### EXERCISE OBJECTIVE
Which lines below include "reply"? Copy them all.

────

// SPDX-FileCopyrightText: 2026 Bruno Meilick
// SPDX-License-Identifier: LicenseRef-Zonemap-FreeUse-NoCopy-NoDerivatives
//
// All rights reserved.
//
// This file is part of Zonemap and is proprietary software.
// Unauthorized copying, modification, or distribution is prohibited.

use std::sync::Arc;

use zonemap::live::{MessageDispatcher, SessionRegistry};
use zonemap::model::{Message, MessageType, ProjectDescription};
use zonemap::store::{ProjectRepository, RebuildSummariser, SqliteKeyStore, WriteDurability};

const SHOP_OTM: &str = r#"
otmVersion: 0.2.0
project:
  name: Shop
  id: shop
trustZones:
  - id: internet
    name: Internet
  - id: dmz
    name: DMZ
    parent:
      trustZone: internet
components:
  - id: browser
    name: Browser
    parent:
      trustZone: internet
  - id: api
    name: API
    parent:
      trustZone: dmz
dataFlows:
  - id: f1
    name: HTTPS
    source: browser
    destination: api
    bidirectional: true
"#;

fn open(dir: &std::path::Path) -> ProjectRepository {
    let store = SqliteKeyStore::open(dir)
        .unwrap()
        .with_durability(WriteDurability::Durable)
        .unwrap();
    ProjectRepository::new(store).unwrap()
}

#[test]
fn projects_models_and_workspaces_survive_reopen() {
    let dir = tempfile::tempdir().unwrap();

    let (shop, blog) = {
        let repository = open(dir.path());
        let shop = repository
            .create_project(ProjectDescription::new("Shop", "Retail"))
            .unwrap();
        let blog = repository
            .create_project(ProjectDescription::new("Blog", "Retail"))
            .unwrap();

        let mut update = Message::new(MessageType::UpdateModel, shop.id.as_str());
        update.threat_model = SHOP_OTM.to_owned();
        repository.update_model(&shop.id, &update).unwrap();

        repository
            .update_project(
                blog.id.as_str(),
                ProjectDescription::new("Blog", "Media"),
                RebuildSummariser,
            )
            .unwrap();
        repository.flush_index_writes();
        (shop, blog)
    };

    let repository = open(dir.path());
    let names = repository
        .list_projects()
        .unwrap()
        .into_iter()
        .map(|project| project.description.name)
        .collect::<Vec<_>>();
    assert_eq!(names, vec!["Blog", "Shop"]);

    let index = repository.get_workspaces().unwrap();
    assert!(index.contains("Retail", &shop.id));
    assert!(!index.contains("Retail", &blog.id));
    assert!(index.contains("Media", &blog.id));

    let model = repository.get_model(&shop.id).unwrap();
    assert!(model.threat_is_updated);
    assert!(!model.visual_is_updated);
    assert_eq!(model.threat_model, SHOP_OTM);
}

#[test]
fn stored_model_renders_through_the_dispatcher() {
    let dir = tempfile::tempdir().unwrap();
    let repository = Arc::new(open(dir.path()));
    let shop = repository
        .create_project(ProjectDescription::new("Shop", "Retail"))
        .unwrap();
    let dispatcher = MessageDispatcher::new(repository.clone(), Arc::new(SessionRegistry::new()));

    let mut update = Message::new(MessageType::UpdateModel, shop.id.as_str());
    update.threat_model = SHOP_OTM.to_owned();
    let reply = dispatcher.dispatch(&update).unwrap();
    assert!(!reply.has_error);

    let current = dispatcher
        .dispatch(&Message::new(MessageType::GetModel, shop.id.as_str()))
        .unwrap();
    assert_eq!(current.kind, MessageType::UpdateUi);

    let mut process = Message::new(MessageType::ProcessModel, shop.id.as_str());
    process.threat_model = current.threat_model;
    let rendered = dispatcher.dispatch(&process).unwrap();

    assert_eq!(rendered.kind, MessageType::Graphviz);
    assert!(!rendered.has_error, "{}", rendered.error);
    let dot = rendered.visual_model;
    assert!(dot.starts_with("digraph G {\n"));
    assert!(dot.ends_with("}\n"));
    assert!(dot.contains("subgraph cluster_internet {"));
    assert!(dot.contains("subgraph cluster_dmz {"));
    assert!(dot.contains("browser -> api[label=\"HTTPS\"]"));
    assert!(dot.contains("api -> browser[label=\"HTTPS\"]"));

    let internet = dot.find("cluster_internet").unwrap();
    let dmz = dot.find("cluster_dmz").unwrap();
    assert!(internet < dmz, "dmz nests inside internet");
}

#[test]
fn deleting_keeps_the_model_and_rebuild_repairs_drift() {
    let dir = tempfile::tempdir().unwrap();
    let repository = open(dir.path());
    let shop = repository
        .create_project(ProjectDescription::new("Shop", "Retail"))
        .unwrap();
    let blog = repository
        .create_project(ProjectDescription::new("Blog", "Retail"))
        .unwrap();

    repository.delete_project(&shop.id).unwrap();
    assert!(repository.get_model(&shop.id).is_ok());
    assert!(repository.get_project(&shop.id).unwrap_err().is_not_found());

    let mut drifted = repository.get_workspaces().unwrap();
    drifted.set_members("Ghost", vec![blog.clone()]);
    repository.save_workspaces(&drifted).unwrap();

    let rebuilt = repository.rebuild_workspaces().unwrap();
    assert!(rebuilt.members("Ghost").is_empty());
    assert_eq!(rebuilt.members("Retail"), std::slice::from_ref(&blog));
}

────

### OUTPUT FOR THIS EXERCISE
    let reply = dispatcher.dispatch(&update).unwrap();
    assert!(!reply.has_error);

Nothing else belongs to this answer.